To effect a controlled axial adjustment of the wear ring 50 inwardly into the bore 22 towards the impeller wear surface face, there is provided a pin 66. The pin 66 is fitted within a blind bore 67 formed in the wall of the bore 22. The wear ring 50 is rotated so as to engage the spiral groove 59 with the pin 66. Upon rotation of the wear ring 50, the spiral groove 50 on the pin 66 serves as a reactive member to effect the inward movement of the wear ring. The inward movement of the wear ring 50 is thereby controlled so that a predetermined dimension for the space 56 can be established. To this purpose, the wear ring 50 is rotated on the pin 66 until the surface of shoulder 58 engages with the wear surface face of the impeller sleeve 45. Upon this condition being obtained, a hole 71 is drilled radially into a turn of the spiral groove 59 of the wear ring 50 and a pin 72 inserted therein. The pin 72 is adapted to engage in an opening or slot 73 formed in the surface of the bore 22 in the lower portion 11A of the casing 11. Thus, with the wear ring 50 in engagement with the wear surface 58 of the impeller, the wear ring 50 will be backed off so as to engage the lock pin 72 in the slot 73. The angular distance that the wear ring 50 is backed off will establish the desired dimension of the space 56 and is determined by the distance between the face 76 of the lower portion 11A of the casing at the point of the bore 22 and a line that passes through the axis of the lock pin 72 which passes through the longitudinal axis of the shaft 19.

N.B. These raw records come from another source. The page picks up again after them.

//! # recordflow: record-oriented dataflow engine core
//!
//! Components run on their own threads and exchange typed records over
//! bounded, serialized edges. A graph runs phase by phase; within a phase all
//! components start together and finish when their inputs reach EOF.
//!
//! ## Architecture
//!
//! - **Records**: [`record::Schema`] describes a layout, [`record::Record`] is
//!   a reusable value container with a compact binary form
//! - **Keys**: [`record::RecordKey`] and [`record::RecordComparator`] order
//!   and group records, optionally across two layouts
//! - **Graph**: [`graph::GraphBuilder`] wires [`graph::Component`]s by port;
//!   the executor runs them and reports per-component status
//! - **Pool**: [`pool::StripedRecordPool`] hands batches of records between a
//!   producer and parallel workers
//! - **I/O**: [`io::SourceWindow`] and [`io::TargetWindow`] read and write
//!   record streams spread over many files with skip/limit and rotation
//! - **Communication**: crossbeam channels for records, EOF and stop signals
//!
//! ## Configuration
//!
//! Engine settings are stored under the platform config directory as
//! `recordflow/engine.toml`; see [`config`].
//!
//! ## Example
//!
//! ```ignore
//! use recordflow::graph::nodes::{CollectSink, Dedup, VecSource};
//! use recordflow::graph::GraphBuilder;
//! use recordflow::config::DedupSettings;
//!
//! let (sink, collected) = CollectSink::new("sink");
//! let mut builder = GraphBuilder::new();
//! let source = builder.add_node(VecSource::new("source", records), 0);
//! let dedup = builder.add_node(Dedup::new("dedup", DedupSettings::new("id")), 0);
//! let sink = builder.add_node(sink, 0);
//! builder.connect(source, 0, dedup, 0, schema.clone())?;
//! builder.connect(dedup, 0, sink, 0, schema)?;
//!
//! let summary = builder.build()?.run()?;
//! assert!(summary.is_ok());
//! println!("{} unique records", collected.len());
//! ```

pub mod config;
pub mod error;
pub mod graph;
pub mod io;
pub mod logging;
pub mod pool;
pub mod record;

// Re-export commonly used types
pub use config::EngineConfig;
pub use error::{FlowError, Result, ResultExt};
pub use graph::{Component, Graph, GraphBuilder, NodeStatus, RunSummary};
pub use io::FaultPolicy;
pub use record::{FieldDef, FieldType, Record, RecordComparator, RecordKey, Schema, Value};
//! Writer: input port 0 drained into a [`TargetWindow`].
//!
//! Records outside the writer's skip/limit window are read and dropped, so
//! the upstream component always sees its output consumed.

use crate::config::WriterSettings;
use crate::error::Result;
use crate::graph::node::{Component, NodeContext};
use crate::graph::nodes::missing_port;
use crate::graph::port::{Multiplicity, PortDescriptor};
use crate::graph::status::NodeStatus;
use crate::io::codec::RecordFormatter;
use crate::io::target::{Sink, TargetSettings, TargetWindow};
use crate::record::Record;
use std::sync::Arc;

static PORTS: &[PortDescriptor] = &[PortDescriptor::input("in", Multiplicity::One)];

pub struct Writer {
    name: String,
    window: TargetWindow,
}

impl Writer {
    /// Writer for the file pattern in `settings.target`.
    pub fn new(
        name: impl Into<String>,
        settings: &WriterSettings,
        formatter: Box<dyn RecordFormatter>,
    ) -> Result<Self> {
        let window = TargetWindow::files(&settings.target, TargetSettings::from(settings), formatter)?;
        Ok(Self {
            name: name.into(),
            window,
        })
    }

    /// Writer over explicit sinks. Such a writer can run only once.
    pub fn with_sinks(
        name: impl Into<String>,
        sinks: impl IntoIterator<Item = Sink>,
        settings: TargetSettings,
        formatter: Box<dyn RecordFormatter>,
    ) -> Result<Self> {
        Ok(Self {
            name: name.into(),
            window: TargetWindow::sinks(sinks, settings, formatter)?,
        })
    }

    /// Names of the outputs written by the last run.
    pub fn outputs(&self) -> &[String] {
        self.window.outputs()
    }
}

impl Component for Writer {
    fn name(&self) -> &str {
        &self.name
    }

    fn kind(&self) -> &'static str {
        "WRITER"
    }

    fn ports(&self) -> &[PortDescriptor] {
        PORTS
    }

    fn execute(&mut self, ctx: &mut NodeContext) -> Result<NodeStatus> {
        let [input] = ctx.inputs_mut() else {
            return Err(missing_port(&self.name, "input 0"));
        };
        let mut record = Record::new(Arc::clone(input.schema()));
        while input.read_record(&mut record)? {
            self.window.write(&record)?;
        }
        self.window.finish()?;
        tracing::info!(
            "'{}' wrote {} records to {} outputs",
            self.name,
            self.window.written(),
            self.window.outputs().len()
        );
        Ok(NodeStatus::Ok)
    }

    fn reset(&mut self) -> Result<()> {
        self.window.restart()
    }
}
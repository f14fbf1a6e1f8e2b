//! Port descriptors for components.
//!
//! Each component declares its ports via a static `PortDescriptor` array.
//! The graph builder uses these to validate edge connections.

/// Whether a port is an input or output.
#[derive(Debug, Clone, Copy, PartialEq, Eq)]
pub enum PortDirection {
    Input,
    Output,
}

/// How many edges may attach to a declared port.
#[derive(Debug, Clone, Copy, PartialEq, Eq)]
pub enum Multiplicity {
    /// Exactly one edge
    One,
    /// Zero or one edge
    Optional,
    /// Any number of edges, numbered consecutively from this port on
    Many,
}

/// Static descriptor for a component's port.
#[derive(Debug, Clone)]
pub struct PortDescriptor {
    pub name: &'static str,
    pub direction: PortDirection,
    pub multiplicity: Multiplicity,
}

impl PortDescriptor {
    pub const fn input(name: &'static str, multiplicity: Multiplicity) -> Self {
        Self {
            name,
            direction: PortDirection::Input,
            multiplicity,
        }
    }

    pub const fn output(name: &'static str, multiplicity: Multiplicity) -> Self {
        Self {
            name,
            direction: PortDirection::Output,
            multiplicity,
        }
    }
}

/// Check the connected port numbers of one direction against the declaration.
///
/// `connected` must be sorted. Ports must be numbered densely from 0.
pub fn validate_ports(
    descriptors: &[PortDescriptor],
    direction: PortDirection,
    connected: &[usize],
) -> Result<(), String> {
    let label = match direction {
        PortDirection::Input => "input",
        PortDirection::Output => "output",
    };

    for (expected, &actual) in connected.iter().enumerate() {
        if expected != actual {
            return Err(format!(
                "{} ports must be numbered from 0 without gaps, found port {} where {} was expected",
                label, actual, expected
            ));
        }
    }

    let declared: Vec<&PortDescriptor> = descriptors
        .iter()
        .filter(|d| d.direction == direction)
        .collect();
    let required = declared
        .iter()
        .take_while(|d| d.multiplicity == Multiplicity::One)
        .count();
    let unbounded = declared.iter().any(|d| d.multiplicity == Multiplicity::Many);
    let count = connected.len();

    if count < required {
        let missing = declared[count].name;
        return Err(format!(
            "{} port {} ('{}') is required but not connected",
            label, count, missing
        ));
    }
    if !unbounded && count > declared.len() {
        return Err(format!(
            "{} {} ports connected, at most {} declared",
            count,
            label,
            declared.len()
        ));
    }
    Ok(())
}

#[cfg(test)]
mod tests {
    use super::*;

    static DEDUP_LIKE: &[PortDescriptor] = &[
        PortDescriptor::input("in", Multiplicity::One),
        PortDescriptor::output("out", Multiplicity::One),
        PortDescriptor::output("reject", Multiplicity::Optional),
    ];

    static GATHER_LIKE: &[PortDescriptor] = &[
        PortDescriptor::input("in", Multiplicity::Many),
        PortDescriptor::output("out", Multiplicity::One),
    ];

    #[test]
    fn test_required_and_optional() {
        assert!(validate_ports(DEDUP_LIKE, PortDirection::Output, &[0]).is_ok());
        assert!(validate_ports(DEDUP_LIKE, PortDirection::Output, &[0, 1]).is_ok());
        assert!(validate_ports(DEDUP_LIKE, PortDirection::Output, &[0, 1, 2]).is_err());
        let err = validate_ports(DEDUP_LIKE, PortDirection::Input, &[]).unwrap_err();
        assert!(err.contains("'in'"));
    }

    #[test]
    fn test_many_and_gaps() {
        assert!(validate_ports(GATHER_LIKE, PortDirection::Input, &[0, 1, 2, 3]).is_ok());
        assert!(validate_ports(GATHER_LIKE, PortDirection::Input, &[]).is_ok());
        assert!(validate_ports(GATHER_LIKE, PortDirection::Input, &[0, 2]).is_err());
    }
}
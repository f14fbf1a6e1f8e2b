//! Records, schemas and record ordering.
//!
//! ## Architecture
//!
//! - **`Schema`**: immutable field list, shared as `Arc<Schema>`
//! - **`Record`**: reusable value container bound to one schema
//! - **`RecordKey`**: named key fields resolved to positions at init time
//! - **`RecordComparator`**: key comparison, also across two schemas
//! - **`Collation`**: pluggable string ordering for locale-aware keys

pub mod collation;
pub mod comparator;
pub mod key;
#[allow(clippy::module_inception)]
pub mod record;
pub mod schema;
pub mod value;
pub mod varint;

pub use collation::{Collation, Collator, Strength};
pub use comparator::RecordComparator;
pub use key::{RecordKey, SortOrder};
pub use record::Record;
pub use schema::{FieldDef, Schema};
pub use value::{FieldType, Value};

It is to be noted that the upper portion 11B of the casing does not have a slot similar to the slot 73. Therefore, the upper portion 11B of the casing captures the pin 72 in the slot 73 preventing any inadvertent rotation of the wear ring 50. The control pin 66 not only provides for a controlled axial movement of the wear ring but prevents any inadvertent axial movement of the wear ring. Thus, it is apparent that the dimension of the slot 73 in a direction parallel to the axis of the bore 22 is not critical since the axial movement of the wear ring 50 is controlled by the pin 66 which is dimensioned to closely match the width dimensions of the turns of the spiral groove 59.
From the foregoing description it is apparent that a novel and extremely useful wear ring and sealing arrangement have been provided for rotary pumps.